INPUT RECORDS: Begin

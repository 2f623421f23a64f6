// ABOUTME: CORS middleware configuration for the HTTP API
// ABOUTME: Builds a tower-http CorsLayer from the configured origin list
//
// SPDX-License-Identifier: MIT OR Apache-2.0
// Copyright (c) 2025 Pierre Fitness Intelligence

use super::REQUEST_ID_HEADER;
use crate::config::HttpConfig;
use http::{header::HeaderName, HeaderValue, Method};
use tower_http::cors::{AllowOrigin, CorsLayer};

/// Configure CORS from `CORS_ALLOWED_ORIGINS`
///
/// An empty list or a `*` entry allows any origin. Entries that are not valid
/// header values are skipped; if none remain, any origin is allowed.
///
/// ```bash
/// export CORS_ALLOWED_ORIGINS="https://weather.example.com,https://admin.example.com"
/// ```
#[must_use]
pub fn setup_cors(config: &HttpConfig) -> CorsLayer {
    let wildcard = config.cors_allowed_origins.is_empty()
        || config.cors_allowed_origins.iter().any(|o| o == "*");

    let allow_origin = if wildcard {
        AllowOrigin::any()
    } else {
        let origins: Vec<HeaderValue> = config
            .cors_allowed_origins
            .iter()
            .filter_map(|o| HeaderValue::from_str(o.trim()).ok())
            .collect();
        if origins.is_empty() {
            AllowOrigin::any()
        } else {
            AllowOrigin::list(origins)
        }
    };

    CorsLayer::new()
        .allow_origin(allow_origin)
        .allow_headers([
            HeaderName::from_static("content-type"),
            HeaderName::from_static("accept"),
            HeaderName::from_static("origin"),
            HeaderName::from_static("x-requested-with"),
            HeaderName::from_static(REQUEST_ID_HEADER),
        ])
        .expose_headers([HeaderName::from_static(REQUEST_ID_HEADER)])
        .allow_methods([Method::GET, Method::POST, Method::PUT, Method::OPTIONS])
}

INPUT RECORDS: End

Some lines in the data above hold the string "CorsLayer". Find and copy each of them.

// ABOUTME: Builds a tower-http CorsLayer from the configured origin list
use tower_http::cors::{AllowOrigin, CorsLayer};
pub fn setup_cors(config: &HttpConfig) -> CorsLayer {
    CorsLayer::new()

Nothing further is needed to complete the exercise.